Ein in einem repräsentativen Bereich durchgeführter Testlauf ermöglicht es, die gesamte Kette zu validieren: mechanische Kompatibilität, Funkqualität, Datenintegration, Übertragung von Befehlen und tatsächliches thermisches Verhalten der Bauteile.
Eine speziell für Systemintegratoren entwickelte Regelungslösung gebäudeleittechnik
Das LoRaWAN-Thermostatventil macht den Wasserheizkörper zu einem ferngesteuerten Gerät, das in die Energiestrategie des Gebäudes integriert werden kann. Es ermöglicht eine raumweise Regelung ohne zusätzliche Kommunikationsverkabelung und lässt dem „systemintegrator “ die Wahl zwischen einer lokalen Regelung über einen Sollwert und einer direkten Steuerung des Öffnungsgrads.
Das in Frankreich hergestellte und montierte TX VALVE 600-060 Enless vereint LoRaWAN-Kommunikation im EU868-Band, einen Schrittmotor, Bluetooth-Konfiguration, Schutzfunktionen und eine Auswahl an Adaptern für die gängigsten Standards von Thermostatventilen.
Entdecken Sie das LoRaWAN-Thermostatventil von Enless
Um eine komplette Architektur – Ventile, Funkabdeckung, Gateway und Integration in die „ gebäudeleittechnik “ – zu untersuchen, können Sie sich ebenfalls an das Enless-Team wenden.
Häufig gestellte Fragen zu LoRaWAN-Thermostatventilen
Was ist der Unterschied zwischen einem Thermostatventil und einem LoRaWAN-Thermostatkopf?
Im allgemeinen Sprachgebrauch werden beide Begriffe häufig verwendet, um das am Heizkörper installierte vernetzte Gerät zu bezeichnen. Technisch gesehen wird der motorisierte Thermostatkopf am Ventilkörper befestigt und wirkt auf dessen Kolben ein, um den Warmwasserdurchfluss zu regulieren.
Ist ein LoRaWAN-Thermostatventil mit allen Heizkörpern kompatibel?
Es ist für Wasserheizkörper vorgesehen, die mit einem kompatiblen Ventilkörper ausgestattet sind. Der Standardanschluss des Enless-Ventils ist M30 × 1,5. Mit Hilfe von Adaptern lassen sich mehrere andere Standards abdecken, die Kompatibilität muss jedoch vor der Inbetriebnahme überprüft werden.
Kann das Ventil in eine bestehende An gebäudeleittechnik integriert werden?
Ja, vorausgesetzt, die Architektur umfasst eine LoRaWAN-Infrastruktur und eine Lösung, mit der die Daten und Befehle der „ gebäudeleittechnik “ zur Verfügung gestellt werden können.
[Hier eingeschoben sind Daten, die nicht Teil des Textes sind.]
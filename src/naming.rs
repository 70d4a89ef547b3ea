use chrono::{SecondsFormat, Utc};
use clap::ValueEnum;
use serde::{Deserialize, Serialize};

/// Number of digest bytes kept in a file name (rendered as twice as many hex chars).
pub const DIGEST_BYTES: usize = 2;

#[derive(Debug, Clone, Copy, Default, PartialEq, Eq, Serialize, Deserialize, ValueEnum)]
#[serde(rename_all = "kebab-case")]
pub enum NamingScheme {
    /// Digest of the entry name and the photo URL; stable across runs.
    #[default]
    UrlDigest,
    /// Digest of the entry name and the wall-clock time, shared by all slots of an entry.
    TimeSeeded,
}

/// Produces the file names for one entry's photo slots.
#[derive(Debug, Clone)]
pub struct SlotNamer {
    scheme: NamingScheme,
    name: String,
    seed: Option<String>,
}

impl SlotNamer {
    pub fn new(scheme: NamingScheme, name: &str) -> Self {
        let seed = match scheme {
            NamingScheme::UrlDigest => None,
            NamingScheme::TimeSeeded => {
                Some(Utc::now().to_rfc3339_opts(SecondsFormat::Nanos, true))
            }
        };
        Self {
            scheme,
            name: name.to_string(),
            seed,
        }
    }

    pub fn digest(&self, url: &str) -> String {
        let mut hasher = blake3::Hasher::new();
        hasher.update(self.name.as_bytes());
        match (self.scheme, &self.seed) {
            (NamingScheme::TimeSeeded, Some(seed)) => hasher.update(seed.as_bytes()),
            _ => hasher.update(url.as_bytes()),
        };
        let hash = hasher.finalize();
        hex_prefix(hash.as_bytes())
    }

    /// `"<name> photo(<slot>)<digest>.jpg"`, `slot` being 1-based.
    pub fn file_name(&self, slot: usize, url: &str) -> String {
        format!("{} photo({slot}){}.jpg", self.name, self.digest(url))
    }
}

fn hex_prefix(bytes: &[u8]) -> String {
    bytes
        .iter()
        .take(DIGEST_BYTES)
        .map(|byte| format!("{byte:02x}"))
        .collect()
}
Die genaue Schnittstelle hängt vom Gateway und den im Projekt verwendeten Protokollen ab.
Kann die „ gebäudeleittechnik “ direkt eine Solltemperatur vorgeben?
Ja. Das „ gebäudeleittechnik “ kann einen Temperatursollwert vorgeben, den das Ventil mithilfe seines Sensors und seines internen Regelalgorithmus umsetzt.
Kann man das Öffnen des Ventils direkt ansteuern?
Ja. Die „ gebäudeleittechnik “ kann auch einen Öffnungsgrad an den Motor weiterleiten. In diesem Fall wird die Regelungslogik auf der Ebene der „ gebäudeleittechnik “ definiert.
Funktioniert das Ventil in einem öffentlichen oder privaten LoRaWAN-Netzwerk?
Das LoRaWAN-Ventil von Enless kann mit einer öffentlichen oder privaten LoRaWAN-Infrastruktur kommunizieren, die mit seinem Frequenzband und seinen Funkparametern kompatibel ist.
Wie wird das Enless-Ventil konfiguriert?
Die lokale Konfiguration und die Aktualisierungsvorgänge werden über die MyEnless-App durchgeführt, wobei die Bluetooth-Verbindung des Ventils genutzt wird.
Wie kann man verhindern, dass die Bewohner die Temperatur nach Belieben verändern?
Der lokale Einstellbereich kann eingefasst werden, und eine Sperrfunktion verhindert unbefugte Änderungen. Für raue Umgebungen ist zudem eine Schutzhülle erhältlich.